[Opening RECORDS TO USE section]
//! # Servicekit Registry
//!
//! Control-plane storage for multi-tenant service object registries.
//!
//! This crate provides:
//! - **Config store**: CRUD over per-object configuration records with
//!   optimistic concurrency and an owned read-through cache
//! - **Refresher**: background loop claiming and refreshing eligible
//!   records, coordinated across processes through an on-record lease
//! - **Revocation and metering seams**: the collaborator traits the
//!   authorization and billing paths are written against
//!
//! ## Concurrency Model
//!
//! Every record carries a monotonic `sequence`; updates are accepted only
//! through a compare-and-swap keyed on `id + sequence - 1`, linearizing
//! writes per config id across any number of worker processes sharing one
//! backing store. The refresh lease reuses the same discipline, so no
//! external lock service is needed anywhere.
//!
//! ## Example
//!
//! ```
//! use std::sync::Arc;
//! use servicekit_registry::{
//!     CacheConfig, ConfigStore, MemoryRecordStore, MemoryRevocationStore, ServiceConfig,
//!     StorageCost,
//! };
//!
//! # tokio::runtime::Builder::new_current_thread().enable_all().build().unwrap().block_on(async {
//! let store = ConfigStore::new(
//!     "example-service",
//!     Arc::new(MemoryRecordStore::new()),
//!     Arc::new(MemoryRevocationStore::new()),
//!     StorageCost::default(),
//!     CacheConfig::default(),
//! );
//!
//! let config = ServiceConfig::builder()
//!     .id("https://registry.example.com/objects/z1")
//!     .controller("did:example:alice")
//!     .sequence(0)
//!     .meter_id("https://meters.example.com/m1")
//!     .build();
//! store.insert(config).await.unwrap();
//!
//! let record = store.get("https://registry.example.com/objects/z1", None).await.unwrap();
//! assert_eq!(record.config.controller, "did:example:alice");
//! # });
//! ```

#![deny(unsafe_code)]
#![warn(missing_docs)]

/// Read-through record cache.
pub mod cache;
/// Configuration record CRUD and usage totals.
pub mod config_store;
/// Registry error types.
pub mod error;
/// Local id generation.
pub mod ids;
/// In-memory record store.
pub mod memory;
/// Metering collaborator seam.
pub mod meter;
/// Background record refresher.
pub mod refresher;
/// Capability revocation storage.
pub mod revocation;
/// Backing-store trait.
pub mod store;
/// Record and lease types.
pub mod types;

/// Shared test utilities (feature `testutil`).
#[cfg(feature = "testutil")]
pub mod testutil;

// Re-export key types for convenience
pub use cache::{CacheConfig, DEFAULT_CACHE_MAX_ENTRIES, DEFAULT_CACHE_TTL};
pub use config_store::{ConfigStore, USAGE_MAX_CONCURRENCY};
pub use error::{BoxError, RegistryError, RegistryResult};
pub use ids::generate_local_id;
pub use memory::MemoryRecordStore;
pub use meter::{Meter, MeterReporter, MeterResources, report_operation_usage};
pub use refresher::{RefreshHandler, Refresher, RefresherConfig};
pub use revocation::{ChainPair, MemoryRevocationStore, Revocation, RevocationStore};
pub use store::RecordStore;
pub use types::{
    AuthorizationOptions, ConfigRecord, LeaseClaim, OAuth2Options, RecordMeta, RefreshLease,
    RequesterContext, ServiceConfig, StorageCost, Usage,
};
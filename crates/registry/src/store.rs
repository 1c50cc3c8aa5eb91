//! Backing-store trait definition.
//!
//! This module defines [`RecordStore`], the abstraction over the shared
//! document store that holds configuration records. All implementations
//! (in-memory, production database bindings) implement this trait; the
//! [`ConfigStore`](crate::config_store::ConfigStore) and
//! [`Refresher`](crate::refresher::Refresher) are written against it.
//!
//! # Design Philosophy
//!
//! The trait is a domain seam, not a byte-level key-value interface: every
//! conditional write the registry performs is expressed as one atomic store
//! operation, because the optimistic concurrency rules (sequence
//! compare-and-swap, lease claims) must hold across independent worker
//! processes sharing one backing store.
//!
//! # Index Expectations
//!
//! A production implementation needs:
//!
//! - a unique index on `config.id` (drives [`insert`](RecordStore::insert)
//!   duplicate detection),
//! - secondary lookups on `config.controller` and `config.meterId`,
//! - a compound index over `(meta.refresh.enabled, meta.refresh.after)` for
//!   the refresher's due-record scan.

use async_trait::async_trait;
use chrono::{DateTime, Utc};

use crate::{
    error::RegistryResult,
    types::{ConfigRecord, LeaseClaim, RefreshLease, ServiceConfig},
};

/// Abstract store for configuration records.
///
/// Implementations must be thread-safe (`Send + Sync`) and provide atomic
/// single-record conditional updates; both CAS operations below must observe
/// and mutate the record in one step. Multiple worker processes may share one
/// backing store, so in-process locking alone is not sufficient for a
/// production implementation.
///
/// # Example
///
/// ```
/// use servicekit_registry::{MemoryRecordStore, RecordStore, RecordMeta, ServiceConfig, ConfigRecord};
///
/// # tokio::runtime::Builder::new_current_thread().enable_all().build().unwrap().block_on(async {
/// let store = MemoryRecordStore::new();
/// let config = ServiceConfig::builder()
///     .id("https://registry.example.com/objects/z1")
///     .controller("did:example:alice")
///     .sequence(0)
///     .meter_id("https://meters.example.com/m1")
///     .build();
/// let record = ConfigRecord { config, meta: RecordMeta::new(chrono::Utc::now()) };
///
/// store.insert(&record).await.unwrap();
/// let found = store.get(&record.config.id).await.unwrap();
/// assert_eq!(found, Some(record));
/// # });
/// ```
#[async_trait]
pub trait RecordStore: Send + Sync {
    /// Inserts a new record.
    ///
    /// # Errors
    ///
    /// Returns [`Duplicate`](crate::RegistryError::Duplicate) if a record
    /// with the same `config.id` already exists, or
    /// [`Store`](crate::RegistryError::Store) on backend failure.
    #[must_use = "store operations may fail and errors must be handled"]
    async fn insert(&self, record: &ConfigRecord) -> RegistryResult<()>;

    /// Retrieves a record by config id.
    ///
    /// Returns `Ok(None)` when no record exists; absence is not an error at
    /// this layer.
    #[must_use = "store operations may fail and errors must be handled"]
    async fn get(&self, id: &str) -> RegistryResult<Option<ConfigRecord>>;

    /// Lists all records whose `config.controller` matches.
    #[must_use = "store operations may fail and errors must be handled"]
    async fn find_by_controller(&self, controller: &str) -> RegistryResult<Vec<ConfigRecord>>;

    /// Lists all records whose `config.meterId` matches.
    ///
    /// Implementations may page internally; callers receive the full set.
    #[must_use = "store operations may fail and errors must be handled"]
    async fn find_by_meter(&self, meter_id: &str) -> RegistryResult<Vec<ConfigRecord>>;

    /// Replaces a record's configuration, conditioned on the stored sequence
    /// being exactly `config.sequence - 1`.
    ///
    /// On success the stored record carries the new `config`, the given
    /// `refresh` lease, and `meta.updated = updated`; `meta.created` is
    /// preserved. The condition and the write are one atomic step. Returns
    /// the record as stored after the write.
    ///
    /// # Errors
    ///
    /// Returns [`Conflict`](crate::RegistryError::Conflict) when no record
    /// matches the id + previous-sequence condition — deliberately the same
    /// error for "record missing" and "sequence stale."
    #[must_use = "store operations may fail and errors must be handled"]
    async fn update(
        &self,
        config: &ServiceConfig,
        refresh: RefreshLease,
        updated: DateTime<Utc>,
    ) -> RegistryResult<ConfigRecord>;

    /// Finds one record due for refresh: `refresh.enabled == true` and
    /// `refresh.after < now`.
    ///
    /// Which due record is returned is unspecified; competing processes
    /// resolve contention through [`claim_refresh`](Self::claim_refresh).
    #[must_use = "store operations may fail and errors must be handled"]
    async fn find_refreshable(&self, now: DateTime<Utc>) -> RegistryResult<Option<ConfigRecord>>;

    /// Attempts to claim a record's refresh lease.
    ///
    /// Atomically sets `meta.refresh.after = claim.next_after` and
    /// `meta.updated = now`, conditioned on the record still holding
    /// `claim.sequence` and `claim.previous_after`. Returns `true` only if
    /// the record was updated; a `false` return means another process won
    /// the race or the record changed, which callers treat as a no-op.
    #[must_use = "a lost claim must be treated as a no-op, not an error"]
    async fn claim_refresh(&self, claim: &LeaseClaim, now: DateTime<Utc>) -> RegistryResult<bool>;
}
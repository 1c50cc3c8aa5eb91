//! Integration tests for the background refresher: lease exclusivity under
//! contention, full loop operation, and shutdown.

#![allow(clippy::unwrap_used, clippy::expect_used, clippy::panic)]

use std::{sync::Arc, time::Duration};

use async_trait::async_trait;
use chrono::Utc;
use parking_lot::Mutex;
use servicekit_registry::{
    ConfigRecord, LeaseClaim, MemoryRecordStore, RecordStore, RefreshHandler, RefreshLease,
    Refresher, RefresherConfig, RegistryResult,
    testutil::{FlakyRecordStore, sample_record},
};
use tokio::task::JoinSet;
use tokio_util::sync::CancellationToken;

fn init_tracing() {
    let _ = tracing_subscriber::fmt().with_env_filter("debug").with_test_writer().try_init();
}

fn due_record(id: &str) -> ConfigRecord {
    let mut record = sample_record(id);
    record.meta.refresh = RefreshLease::after(Utc::now() - chrono::Duration::minutes(1));
    record
}

/// Handler that records which ids it was invoked for and signals the first
/// invocation.
struct RecordingHandler {
    seen: Mutex<Vec<ConfigRecord>>,
    first: CancellationToken,
}

impl RecordingHandler {
    fn new() -> Self {
        Self { seen: Mutex::new(Vec::new()), first: CancellationToken::new() }
    }
}

#[async_trait]
impl RefreshHandler for RecordingHandler {
    async fn refresh(&self, record: ConfigRecord) -> RegistryResult<()> {
        self.seen.lock().push(record);
        self.first.cancel();
        Ok(())
    }
}

/// Handler that persists the refresh by bumping the sequence and disabling
/// further refresh, the way a real owner would re-derive and store state.
struct DisablingHandler {
    store: Arc<MemoryRecordStore>,
}

#[async_trait]
impl RefreshHandler for DisablingHandler {
    async fn refresh(&self, record: ConfigRecord) -> RegistryResult<()> {
        let mut config = record.config;
        config.sequence += 1;
        self.store.update(&config, RefreshLease::disabled(), Utc::now()).await?;
        Ok(())
    }
}

fn fast_config() -> RefresherConfig {
    RefresherConfig::builder()
        .interval(Duration::from_millis(5))
        .max_jitter(Duration::ZERO)
        .isolate_timeout(Duration::from_secs(60))
        .build()
}

#[tokio::test]
async fn loop_claims_due_record_and_invokes_handler() {
    init_tracing();
    let store = Arc::new(MemoryRecordStore::new());
    store.insert(&due_record("a")).await.unwrap();

    let handler = Arc::new(RecordingHandler::new());
    let refresher = Refresher::new(
        "test-service",
        Arc::clone(&store) as Arc<dyn RecordStore>,
        Arc::clone(&handler) as Arc<dyn RefreshHandler>,
        fast_config(),
    );

    refresher.start();
    tokio::time::timeout(Duration::from_secs(5), handler.first.cancelled())
        .await
        .expect("handler was never invoked");
    refresher.shutdown().await;

    let seen = handler.seen.lock();
    assert!(!seen.is_empty());
    assert_eq!(seen[0].config.id, "a");
    // The handler saw the post-claim lease, not the due one.
    assert!(seen[0].meta.refresh.after > Utc::now() - chrono::Duration::seconds(5));

    // The stored record is isolated until the window elapses.
    let stored = store.get("a").await.unwrap().unwrap();
    assert!(stored.meta.refresh.after > Utc::now());
}

#[tokio::test]
async fn handler_persisted_update_ends_the_refresh_cycle() {
    let store = Arc::new(MemoryRecordStore::new());
    store.insert(&due_record("a")).await.unwrap();

    let handler = Arc::new(DisablingHandler { store: Arc::clone(&store) });
    let refresher = Refresher::new(
        "test-service",
        Arc::clone(&store) as Arc<dyn RecordStore>,
        handler as Arc<dyn RefreshHandler>,
        fast_config(),
    );

    refresher.start();
    let deadline = tokio::time::Instant::now() + Duration::from_secs(5);
    loop {
        let stored = store.get("a").await.unwrap().unwrap();
        if !stored.meta.refresh.enabled {
            assert_eq!(stored.config.sequence, 1);
            break;
        }
        assert!(tokio::time::Instant::now() < deadline, "record was never refreshed");
        tokio::time::sleep(Duration::from_millis(5)).await;
    }
    refresher.shutdown().await;
}

#[tokio::test]
async fn concurrent_claims_admit_exactly_one_winner() {
    let store = Arc::new(MemoryRecordStore::new());
    let record = due_record("a");
    store.insert(&record).await.unwrap();

    let now = Utc::now();
    let claim = LeaseClaim {
        id: record.config.id.clone(),
        sequence: record.config.sequence,
        previous_after: record.meta.refresh.after,
        next_after: now + chrono::Duration::minutes(1),
    };

    let mut tasks = JoinSet::new();
    for _ in 0..8 {
        let store = Arc::clone(&store);
        let claim = claim.clone();
        tasks.spawn(async move { store.claim_refresh(&claim, now).await });
    }

    let mut winners = 0;
    while let Some(result) = tasks.join_next().await {
        if result.unwrap().unwrap() {
            winners += 1;
        }
    }
    assert_eq!(winners, 1, "exactly one claimant may win the lease");
}

#[tokio::test]
async fn store_errors_do_not_stop_the_loop() {
    init_tracing();
    let flaky = Arc::new(FlakyRecordStore::new());
    flaky.inner().insert(&due_record("a")).await.unwrap();
    flaky.set_failure(Some(servicekit_registry::RegistryError::store("outage")));

    let handler = Arc::new(RecordingHandler::new());
    let refresher = Refresher::new(
        "test-service",
        Arc::clone(&flaky) as Arc<dyn RecordStore>,
        Arc::clone(&handler) as Arc<dyn RefreshHandler>,
        fast_config(),
    );

    refresher.start();
    // While the store fails, the loop keeps polling without invoking the
    // handler. Once it recovers, the due record gets refreshed.
    tokio::time::sleep(Duration::from_millis(25)).await;
    assert!(handler.seen.lock().is_empty());

    flaky.set_failure(None);
    tokio::time::timeout(Duration::from_secs(5), handler.first.cancelled())
        .await
        .expect("loop did not recover after the store came back");
    refresher.shutdown().await;
}

#[tokio::test]
async fn shutdown_terminates_an_idle_loop() {
    let store = Arc::new(MemoryRecordStore::new());
    let handler = Arc::new(RecordingHandler::new());
    let refresher = Refresher::new(
        "test-service",
        Arc::clone(&store) as Arc<dyn RecordStore>,
        Arc::clone(&handler) as Arc<dyn RefreshHandler>,
        RefresherConfig::default(),
    );

    refresher.start();
    // Second start is a no-op.
    refresher.start();

    tokio::time::timeout(Duration::from_secs(5), refresher.shutdown())
        .await
        .expect("shutdown did not complete");
    assert!(handler.seen.lock().is_empty());
}
//! Hierarchical `action:path` scope matching.
//!
//! A granted scope `read:/a` covers `/a` and everything under it (`/a/b`,
//! `/a?x=1`, `/a#frag`) but never a sibling whose name merely extends the
//! prefix (`/ab`). The grant `action:/` covers every path.

use crate::request::Action;

/// Whether a single granted scope covers `action` on `resource_path`.
///
/// `resource_path` is the request target relative to the object root and
/// always starts with `/`.
#[must_use]
pub fn scope_grants(granted: &str, action: Action, resource_path: &str) -> bool {
    let Some((scope_action, scope_path)) = granted.split_once(':') else {
        return false;
    };
    if scope_action != action.as_str() {
        return false;
    }
    if scope_path == "/" {
        return true;
    }
    match resource_path.strip_prefix(scope_path) {
        // Exact match.
        Some("") => true,
        // Prefix match only at a path, query, or fragment boundary.
        Some(rest) => matches!(rest.as_bytes().first(), Some(b'/' | b'?' | b'#')),
        None => false,
    }
}

/// Whether any scope in a space-separated `scope` claim covers `action` on
/// `resource_path`.
#[must_use]
pub fn any_scope_grants(scope_claim: &str, action: Action, resource_path: &str) -> bool {
    scope_claim.split(' ').any(|granted| scope_grants(granted, action, resource_path))
}

/// The request target relative to the object's own URL.
///
/// Strips the `config_id` prefix from `target`; an empty remainder becomes
/// `/`. Returns `None` when the target is not the object or a path under it
/// (boundary `/`, `?`, or `#`), which callers treat as out of scope.
#[must_use]
pub fn relative_resource_path(target: &str, config_id: &str) -> Option<String> {
    let rest = target.strip_prefix(config_id)?;
    if rest.is_empty() {
        return Some("/".to_owned());
    }
    if matches!(rest.as_bytes().first(), Some(b'/' | b'?' | b'#')) {
        return Some(rest.to_owned());
    }
    None
}

#[cfg(test)]
#[allow(clippy::unwrap_used, clippy::expect_used, clippy::panic)]
mod tests {
    use proptest::prelude::*;

    use super::*;

    #[test]
    fn root_scope_grants_every_path() {
        assert!(scope_grants("read:/", Action::Read, "/"));
        assert!(scope_grants("read:/", Action::Read, "/a"));
        assert!(scope_grants("read:/", Action::Read, "/a/b/c?x=1"));
    }

    #[test]
    fn prefix_grants_stop_at_boundaries() {
        assert!(scope_grants("read:/a", Action::Read, "/a"));
        assert!(scope_grants("read:/a", Action::Read, "/a/b"));
        assert!(scope_grants("read:/a", Action::Read, "/a?x=1"));
        assert!(scope_grants("read:/a", Action::Read, "/a#frag"));
        assert!(!scope_grants("read:/a", Action::Read, "/ab"));
        assert!(!scope_grants("read:/a", Action::Read, "/b"));
    }

    #[test]
    fn action_must_match_exactly() {
        assert!(!scope_grants("read:/", Action::Write, "/"));
        assert!(!scope_grants("write:/a", Action::Read, "/a"));
        assert!(scope_grants("write:/a", Action::Write, "/a/b"));
    }

    #[test]
    fn malformed_scopes_never_grant() {
        assert!(!scope_grants("read", Action::Read, "/"));
        assert!(!scope_grants("", Action::Read, "/"));
        assert!(!scope_grants("READ:/", Action::Read, "/"));
    }

    #[test]
    fn claim_is_split_on_spaces() {
        let claim = "write:/docs read:/";
        assert!(any_scope_grants(claim, Action::Read, "/anything"));
        assert!(any_scope_grants(claim, Action::Write, "/docs/1"));
        assert!(!any_scope_grants(claim, Action::Write, "/other"));
    }

    #[test]
    fn relative_path_strips_the_object_prefix() {
        let id = "https://registry.example.com/objects/z1";
        assert_eq!(relative_resource_path(id, id).unwrap(), "/");
        assert_eq!(
            relative_resource_path("https://registry.example.com/objects/z1/docs", id).unwrap(),
            "/docs"
        );
        assert_eq!(
            relative_resource_path("https://registry.example.com/objects/z1?x=1", id).unwrap(),
            "?x=1"
        );
        assert!(relative_resource_path("https://registry.example.com/objects/z10", id).is_none());
        assert!(relative_resource_path("https://other.example.com/objects/z1", id).is_none());
    }

    proptest! {
        /// A grant for a path prefix covers exactly the paths that extend it
        /// at a boundary character.
        #[test]
        fn prefix_grant_matches_only_boundary_extensions(
            prefix in "/[a-z]{1,8}",
            rest in "[a-z0-9/?#._-]{0,12}",
        ) {
            let scope = format!("read:{prefix}");
            let path = format!("{prefix}{rest}");
            let expected = rest.is_empty()
                || matches!(rest.as_bytes()[0], b'/' | b'?' | b'#');
            prop_assert_eq!(scope_grants(&scope, Action::Read, &path), expected);
        }

        /// The root grant covers any path, for either action but never the
        /// other action.
        #[test]
        fn root_grant_is_action_bound(path in "/[a-z0-9/._-]{0,16}") {
            prop_assert!(scope_grants("read:/", Action::Read, &path));
            prop_assert!(!scope_grants("read:/", Action::Write, &path));
        }
    }
}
[Closing RECORDS TO USE section]
From the records above, repeat exactly the lines from the one with "Whether any scope" through the one with "pub fn relative_resource_path(target: &str, config_id: &str)", both included.

/// Whether any scope in a space-separated `scope` claim covers `action` on
/// `resource_path`.
#[must_use]
pub fn any_scope_grants(scope_claim: &str, action: Action, resource_path: &str) -> bool {
    scope_claim.split(' ').any(|granted| scope_grants(granted, action, resource_path))
}

/// The request target relative to the object's own URL.
///
/// Strips the `config_id` prefix from `target`; an empty remainder becomes
/// `/`. Returns `None` when the target is not the object or a path under it
/// (boundary `/`, `?`, or `#`), which callers treat as out of scope.
#[must_use]
pub fn relative_resource_path(target: &str, config_id: &str) -> Option<String> {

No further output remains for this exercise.